Required work>
The entries below contain a line with "let x = match" and a line with "let secs = f64::from_bits(be_uint(self.slice(offset". Retype exactly everything from the first down to the second, both included, and nothing else.

Information provided>

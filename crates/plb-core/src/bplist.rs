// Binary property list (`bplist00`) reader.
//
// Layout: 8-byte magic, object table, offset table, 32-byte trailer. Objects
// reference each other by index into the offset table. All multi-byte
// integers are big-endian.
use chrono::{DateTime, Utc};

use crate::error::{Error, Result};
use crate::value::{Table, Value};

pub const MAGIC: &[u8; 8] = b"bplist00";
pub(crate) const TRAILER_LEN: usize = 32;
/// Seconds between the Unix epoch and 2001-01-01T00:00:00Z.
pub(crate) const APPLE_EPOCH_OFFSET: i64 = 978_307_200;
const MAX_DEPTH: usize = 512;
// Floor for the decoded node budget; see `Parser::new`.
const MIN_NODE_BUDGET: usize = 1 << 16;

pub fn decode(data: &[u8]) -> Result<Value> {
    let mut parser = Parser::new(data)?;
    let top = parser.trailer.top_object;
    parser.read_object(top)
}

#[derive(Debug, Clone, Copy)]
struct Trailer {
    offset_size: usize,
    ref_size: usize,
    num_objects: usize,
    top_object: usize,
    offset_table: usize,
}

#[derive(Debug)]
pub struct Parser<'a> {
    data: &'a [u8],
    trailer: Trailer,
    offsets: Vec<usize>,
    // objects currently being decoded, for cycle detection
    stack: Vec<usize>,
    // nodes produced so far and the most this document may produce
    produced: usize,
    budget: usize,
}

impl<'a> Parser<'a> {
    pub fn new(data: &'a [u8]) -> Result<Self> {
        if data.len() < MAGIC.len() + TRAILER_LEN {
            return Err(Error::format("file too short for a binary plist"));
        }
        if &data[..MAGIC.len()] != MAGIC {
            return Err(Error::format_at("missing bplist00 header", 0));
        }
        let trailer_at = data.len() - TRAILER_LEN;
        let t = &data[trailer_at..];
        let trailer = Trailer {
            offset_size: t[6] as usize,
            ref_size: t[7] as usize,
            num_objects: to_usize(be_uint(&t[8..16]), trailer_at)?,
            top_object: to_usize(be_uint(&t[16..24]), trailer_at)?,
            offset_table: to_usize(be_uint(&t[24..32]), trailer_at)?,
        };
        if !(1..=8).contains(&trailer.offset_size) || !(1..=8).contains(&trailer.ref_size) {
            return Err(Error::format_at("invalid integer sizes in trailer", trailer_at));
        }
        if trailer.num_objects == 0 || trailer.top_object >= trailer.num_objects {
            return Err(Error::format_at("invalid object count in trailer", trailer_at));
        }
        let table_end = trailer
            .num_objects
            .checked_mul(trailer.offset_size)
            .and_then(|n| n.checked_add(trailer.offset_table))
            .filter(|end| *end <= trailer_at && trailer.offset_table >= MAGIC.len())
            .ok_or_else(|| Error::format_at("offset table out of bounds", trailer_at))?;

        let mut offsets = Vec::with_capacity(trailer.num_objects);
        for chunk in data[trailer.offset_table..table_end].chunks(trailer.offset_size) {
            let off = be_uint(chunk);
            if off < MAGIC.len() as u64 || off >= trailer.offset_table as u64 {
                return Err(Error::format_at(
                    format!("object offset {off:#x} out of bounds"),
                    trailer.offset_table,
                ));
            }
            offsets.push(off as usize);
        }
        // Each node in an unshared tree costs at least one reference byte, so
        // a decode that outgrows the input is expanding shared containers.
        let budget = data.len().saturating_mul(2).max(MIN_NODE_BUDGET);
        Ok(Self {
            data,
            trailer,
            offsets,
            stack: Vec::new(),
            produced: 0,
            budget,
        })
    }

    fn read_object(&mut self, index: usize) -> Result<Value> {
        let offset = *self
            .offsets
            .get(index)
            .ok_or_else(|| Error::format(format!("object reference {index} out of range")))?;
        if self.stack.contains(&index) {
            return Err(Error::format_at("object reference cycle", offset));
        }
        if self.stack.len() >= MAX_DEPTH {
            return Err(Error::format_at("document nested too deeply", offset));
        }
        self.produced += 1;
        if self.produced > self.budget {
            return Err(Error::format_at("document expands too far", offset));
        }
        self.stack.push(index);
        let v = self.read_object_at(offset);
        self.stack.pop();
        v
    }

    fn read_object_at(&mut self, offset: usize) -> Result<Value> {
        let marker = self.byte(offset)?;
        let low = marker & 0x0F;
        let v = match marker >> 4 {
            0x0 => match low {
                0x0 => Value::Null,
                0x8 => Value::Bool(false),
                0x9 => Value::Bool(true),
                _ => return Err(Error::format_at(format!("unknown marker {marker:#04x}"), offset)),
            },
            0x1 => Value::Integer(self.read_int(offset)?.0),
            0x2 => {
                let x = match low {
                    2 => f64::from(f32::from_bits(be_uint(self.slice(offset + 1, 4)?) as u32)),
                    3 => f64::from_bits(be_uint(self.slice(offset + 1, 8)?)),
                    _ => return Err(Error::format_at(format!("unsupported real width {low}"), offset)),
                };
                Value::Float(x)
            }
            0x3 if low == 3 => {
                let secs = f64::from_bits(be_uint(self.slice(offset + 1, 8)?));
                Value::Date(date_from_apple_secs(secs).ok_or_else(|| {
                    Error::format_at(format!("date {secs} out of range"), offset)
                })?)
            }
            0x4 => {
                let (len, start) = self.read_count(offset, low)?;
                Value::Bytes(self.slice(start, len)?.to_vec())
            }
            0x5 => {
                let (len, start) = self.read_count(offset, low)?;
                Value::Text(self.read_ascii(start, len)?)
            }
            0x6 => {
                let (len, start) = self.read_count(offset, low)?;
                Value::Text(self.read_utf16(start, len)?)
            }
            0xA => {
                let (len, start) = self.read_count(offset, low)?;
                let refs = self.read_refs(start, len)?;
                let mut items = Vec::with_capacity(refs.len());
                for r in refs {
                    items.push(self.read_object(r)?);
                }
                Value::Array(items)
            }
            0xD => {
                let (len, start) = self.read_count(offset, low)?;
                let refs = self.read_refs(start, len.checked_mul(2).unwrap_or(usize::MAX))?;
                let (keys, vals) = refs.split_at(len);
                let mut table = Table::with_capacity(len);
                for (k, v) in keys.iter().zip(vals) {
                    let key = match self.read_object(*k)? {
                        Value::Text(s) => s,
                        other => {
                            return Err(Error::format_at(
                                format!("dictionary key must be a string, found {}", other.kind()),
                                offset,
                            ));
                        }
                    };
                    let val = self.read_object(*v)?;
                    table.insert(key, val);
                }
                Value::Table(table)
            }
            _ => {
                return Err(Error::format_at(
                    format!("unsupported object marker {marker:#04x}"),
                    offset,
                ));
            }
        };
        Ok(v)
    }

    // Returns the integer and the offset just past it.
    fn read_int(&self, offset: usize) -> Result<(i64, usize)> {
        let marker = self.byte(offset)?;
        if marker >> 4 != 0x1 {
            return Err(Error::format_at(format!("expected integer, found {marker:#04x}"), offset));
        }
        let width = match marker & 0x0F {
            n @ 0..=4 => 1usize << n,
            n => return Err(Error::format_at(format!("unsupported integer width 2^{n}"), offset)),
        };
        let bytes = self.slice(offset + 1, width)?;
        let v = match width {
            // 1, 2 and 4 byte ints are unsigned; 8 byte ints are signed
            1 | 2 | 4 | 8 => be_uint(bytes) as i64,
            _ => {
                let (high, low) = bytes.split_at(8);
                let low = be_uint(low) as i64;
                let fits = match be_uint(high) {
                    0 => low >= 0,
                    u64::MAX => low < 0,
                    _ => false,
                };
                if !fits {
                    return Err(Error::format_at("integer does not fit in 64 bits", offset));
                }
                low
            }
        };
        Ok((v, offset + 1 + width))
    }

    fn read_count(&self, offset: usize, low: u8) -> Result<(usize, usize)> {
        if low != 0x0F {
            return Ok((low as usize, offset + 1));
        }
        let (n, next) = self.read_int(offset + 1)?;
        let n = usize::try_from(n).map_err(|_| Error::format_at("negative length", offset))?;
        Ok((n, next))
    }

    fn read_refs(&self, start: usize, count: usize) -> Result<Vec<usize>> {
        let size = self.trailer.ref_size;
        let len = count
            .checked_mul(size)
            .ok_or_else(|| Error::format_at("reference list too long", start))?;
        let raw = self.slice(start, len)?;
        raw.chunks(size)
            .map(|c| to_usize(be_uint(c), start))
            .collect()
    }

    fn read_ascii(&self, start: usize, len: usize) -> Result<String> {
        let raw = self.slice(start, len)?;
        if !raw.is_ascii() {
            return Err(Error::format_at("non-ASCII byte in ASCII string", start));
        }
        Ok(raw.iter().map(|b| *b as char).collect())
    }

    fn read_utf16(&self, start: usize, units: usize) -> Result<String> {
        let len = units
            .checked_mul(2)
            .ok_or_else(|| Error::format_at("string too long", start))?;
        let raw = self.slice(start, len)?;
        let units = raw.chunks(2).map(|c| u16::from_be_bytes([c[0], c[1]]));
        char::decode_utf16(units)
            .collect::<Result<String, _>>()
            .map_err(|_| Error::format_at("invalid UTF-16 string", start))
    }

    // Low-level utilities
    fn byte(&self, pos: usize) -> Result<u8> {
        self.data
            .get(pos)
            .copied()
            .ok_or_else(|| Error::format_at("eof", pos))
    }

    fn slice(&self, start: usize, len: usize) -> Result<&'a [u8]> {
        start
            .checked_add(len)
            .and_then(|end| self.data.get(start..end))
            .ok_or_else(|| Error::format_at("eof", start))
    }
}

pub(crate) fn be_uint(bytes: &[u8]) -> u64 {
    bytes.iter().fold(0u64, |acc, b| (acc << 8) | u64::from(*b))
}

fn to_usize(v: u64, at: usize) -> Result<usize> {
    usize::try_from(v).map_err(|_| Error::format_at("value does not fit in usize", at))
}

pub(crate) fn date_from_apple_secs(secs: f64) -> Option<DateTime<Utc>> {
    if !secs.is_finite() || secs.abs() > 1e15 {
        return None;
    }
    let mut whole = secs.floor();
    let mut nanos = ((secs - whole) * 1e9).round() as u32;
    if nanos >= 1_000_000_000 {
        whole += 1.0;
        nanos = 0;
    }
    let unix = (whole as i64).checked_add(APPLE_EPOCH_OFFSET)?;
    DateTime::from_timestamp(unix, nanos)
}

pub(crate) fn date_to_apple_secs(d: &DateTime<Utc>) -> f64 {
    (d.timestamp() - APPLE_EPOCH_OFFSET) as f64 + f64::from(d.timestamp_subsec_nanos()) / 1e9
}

Solution for this exercise>
                let x = match low {
                    2 => f64::from(f32::from_bits(be_uint(self.slice(offset + 1, 4)?) as u32)),
                    3 => f64::from_bits(be_uint(self.slice(offset + 1, 8)?)),
                    _ => return Err(Error::format_at(format!("unsupported real width {low}"), offset)),
                };
                Value::Float(x)
            }
            0x3 if low == 3 => {
                let secs = f64::from_bits(be_uint(self.slice(offset + 1, 8)?));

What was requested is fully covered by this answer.